Our water comes from nearby ice fields. We have to take an ice ax and chisel the ice out to fill large pots. These pieces of ice are transferred to a 10-gallon beverage cooler (the kind you see at construction sites). It is inevitable that the ice will be dirty. There are often gravel sized pieces of rock that are frozen into the ice. All of these particles settle to the bottom of the pot/cooler and are dumped out. The ice goes onto the stove in a large pot where it gets melted to almost boiling. Have you ever heard of someone being so unskilled in the kitchen that they can't even boil water? Well, down here it is important to make sure there is some water in the bottom of the pan you're using to melt the ice because it is possible to burn the ice which results in scorched tasting water! Once the ice water is hot, it is transferred to the cooler where the warm water works to continue melting the collected ice. Then, the process starts all over again. I originally had difficulty bringing myself to drink the water if it hadn't boiled first. I'm so used to water in the wilderness containing potentially infectious bacteria. At home, it is necessary to either filter your water or boil it.
At some of the larger remote camps, outhouses are abundant. They are set up over large holes drilled deep into the ice. Out here in the "Deep Field" we don't have to collect our urine to return to camp. It is similar to camping in the mountains (where you're not in an established campground). The solid wastes must be collected and returned to McMurdo where they process it in their waste treatment facility. We use the "dunny" which is a five gallon plastic bucket lined with plastic bags and topped with a toilet seat. It is placed quite some distance from camp behind a large rock and often has quite a view.

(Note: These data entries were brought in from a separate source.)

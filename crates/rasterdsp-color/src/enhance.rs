//! Tone and color adjustments
//!
//! Look-up-table driven brightness, contrast and gamma correction,
//! channel shifting, saturation, solarization, colorizing, red-eye
//! removal and mean lightness measurement. Everything operates in place.
//!
//! Per-pixel operations honor the selection; operations that rewrite a
//! palette act on the whole image since the palette is shared by every
//! pixel.

use rasterdsp_core::{BitDepth, Bitmap, BitmapMut, Palette, Rect, Rgba, luma};

use crate::colorspace::{ColorTriple, hsl_to_rgb, rgb_to_hsl, rgb_to_yuv, yuv_to_rgb};
use crate::error::{ColorError, ColorResult};

/// 256-entry channel look-up table.
pub type Lut = [u8; 256];

/// Color space a saturation adjustment works in.
#[derive(Debug, Clone, Copy, PartialEq, Eq, Default)]
pub enum SaturationMode {
    /// Scale the S component of HSL.
    #[default]
    Hsl,
    /// Scale the U and V components of YUV.
    Yuv,
}

/// Selection bounding box, or the whole image without a selection.
/// An empty box is returned as-is; loops over it simply do nothing.
fn work_area(bitmap: &BitmapMut) -> Rect {
    bitmap.selection_box().unwrap_or_else(|| bitmap.bounds())
}

/// Like [`work_area`] but an empty selection box is an error, for
/// operations that need at least one pixel to make sense.
fn nonempty_work_area(bitmap: &BitmapMut) -> ColorResult<Rect> {
    let area = work_area(bitmap);
    if area.is_empty() {
        return Err(ColorError::EmptySelection);
    }
    Ok(area)
}

/// Gray value a raw index stands for, through the palette or the
/// implicit ramp.
fn index_luma(bitmap: &BitmapMut, index: u8) -> u8 {
    match bitmap.palette() {
        Some(pal) => pal.get(index as usize).map(|c| c.luma()).unwrap_or(0),
        None => match bitmap.depth() {
            BitDepth::Bit1 => {
                if index == 0 {
                    0
                } else {
                    255
                }
            }
            _ => index,
        },
    }
}

/// Rewrites every palette entry through `f`, materializing the implicit
/// palette of palette-less indexed images first.
fn map_palette_entries(bitmap: &mut BitmapMut, f: impl Fn(Rgba) -> Rgba) -> ColorResult<()> {
    if bitmap.palette().is_none() {
        let implicit = match bitmap.depth() {
            BitDepth::Bit1 => {
                Palette::from_colors(&[Rgba::rgb(0, 0, 0), Rgba::rgb(255, 255, 255)])?
            }
            _ => Palette::grayscale(256)?,
        };
        bitmap.set_palette(Some(implicit))?;
    }
    if let Some(pal) = bitmap.palette_mut() {
        for c in pal.colors_mut() {
            *c = f(*c);
        }
    }
    Ok(())
}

Our camp life has become quite routine. Up at 7 a.m., meet in the cook tent for breakfast, John calls in to MacOps on the satellite phone with our daily required check-in (so they know everyone here is alright), pack lunches, and head off into the field. Those who head into the field for the day are usually out for 10 to 12 (sometimes 13) hours. About every other day I spend the majority of the day in the field with John and Perry - I'm slower than they are, so I usually head back to camp earlier and they catch up with me. Other days I spend about half the day in the field, and the other part in camp helping with camp chores, organizing photos, and writing journal entries. We're usually off to bed by 10 or 11 after a fashionably late dinner at 8 or 9 p.m.